REQUIREMENT
Within the entries below, every line containing "tracing" is to be copied.

Collected data
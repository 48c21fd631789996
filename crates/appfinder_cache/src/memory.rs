//! In-process cache backend.

use appfinder_error::CacheResult;
use appfinder_interface::CacheBackend;
use async_trait::async_trait;
use derive_getters::Getters;
use parking_lot::Mutex;
use std::collections::HashMap;
use std::time::Duration;
use tokio::time::Instant;

/// Stored value with its expiry deadline.
#[derive(Debug, Clone, Getters)]
pub struct MemoryEntry {
    value: String,
    expires_at: Instant,
}

impl MemoryEntry {
    /// Check if this entry is expired.
    pub fn is_expired(&self) -> bool {
        Instant::now() >= self.expires_at
    }

    /// Get remaining time until expiration.
    pub fn time_remaining(&self) -> Option<Duration> {
        self.expires_at.checked_duration_since(Instant::now())
    }
}

/// Key-value backend held in process memory.
///
/// Uses the tokio clock, so tests running with a paused runtime can advance
/// time to exercise expiry.
///
/// # Example
///
/// ```
/// use appfinder_cache::MemoryBackend;
/// use appfinder_interface::CacheBackend;
/// use std::time::Duration;
///
/// # tokio::runtime::Runtime::new().unwrap().block_on(async {
/// let backend = MemoryBackend::new();
/// backend.set_with_ttl("app_info:1", "{}", Duration::from_secs(60)).await.unwrap();
///
/// assert_eq!(backend.get("app_info:1").await.unwrap().as_deref(), Some("{}"));
/// assert!(backend.time_remaining("app_info:1").is_some());
/// # });
/// ```
#[derive(Debug, Default)]
pub struct MemoryBackend {
    entries: Mutex<HashMap<String, MemoryEntry>>,
}

impl MemoryBackend {
    /// Create an empty backend.
    pub fn new() -> Self {
        Self::default()
    }

    /// Remaining lifetime of a live key.
    pub fn time_remaining(&self, key: &str) -> Option<Duration> {
        let entries = self.entries.lock();
        entries
            .get(key)
            .filter(|entry| !entry.is_expired())
            .and_then(MemoryEntry::time_remaining)
    }

    /// Raw stored value of a live key, without touching its expiry.
    pub fn peek(&self, key: &str) -> Option<String> {
        let entries = self.entries.lock();
        entries
            .get(key)
            .filter(|entry| !entry.is_expired())
            .map(|entry| entry.value.clone())
    }

    /// Store a value directly, bypassing record encoding.
    pub fn insert_raw(&self, key: impl Into<String>, value: impl Into<String>, ttl: Duration) {
        let entry = MemoryEntry {
            value: value.into(),
            expires_at: Instant::now() + ttl,
        };
        self.entries.lock().insert(key.into(), entry);
    }

    /// Keys of all live entries, sorted.
    pub fn keys(&self) -> Vec<String> {
        let entries = self.entries.lock();
        let mut keys: Vec<String> = entries
            .iter()
            .filter(|(_, entry)| !entry.is_expired())
            .map(|(key, _)| key.clone())
            .collect();
        keys.sort();
        keys
    }

    /// Remove expired entries from the backend.
    pub fn cleanup_expired(&self) -> usize {
        let mut entries = self.entries.lock();
        let before = entries.len();
        entries.retain(|_, entry| !entry.is_expired());

        let removed = before - entries.len();
        if removed > 0 {
            tracing::debug!(removed, remaining = entries.len(), "Cleaned up expired cache entries");
        }
        removed
    }

    /// Get number of live entries.
    pub fn len(&self) -> usize {
        self.entries
            .lock()
            .values()
            .filter(|entry| !entry.is_expired())
            .count()
    }

    /// Check if no live entries remain.
    pub fn is_empty(&self) -> bool {
        self.len() == 0
    }
}

#[async_trait]
impl CacheBackend for MemoryBackend {
    async fn get(&self, key: &str) -> CacheResult<Option<String>> {
        let mut entries = self.entries.lock();
        match entries.get(key) {
            Some(entry) if entry.is_expired() => {
                tracing::debug!(key, "Cache entry expired, removing");
                entries.remove(key);
                Ok(None)
            }
            Some(entry) => Ok(Some(entry.value.clone())),
            None => Ok(None),
        }
    }

    async fn set_with_ttl(&self, key: &str, value: &str, ttl: Duration) -> CacheResult<()> {
        self.insert_raw(key, value, ttl);
        Ok(())
    }

    async fn expire(&self, key: &str, ttl: Duration) -> CacheResult<()> {
        let mut entries = self.entries.lock();
        if let Some(entry) = entries.get_mut(key)
            && !entry.is_expired()
        {
            entry.expires_at = Instant::now() + ttl;
        }
        Ok(())
    }

    async fn ping(&self) -> CacheResult<()> {
        Ok(())
    }
}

EXERCISE RESPONSE
            tracing::debug!(removed, remaining = entries.len(), "Cleaned up expired cache entries");
                tracing::debug!(key, "Cache entry expired, removing");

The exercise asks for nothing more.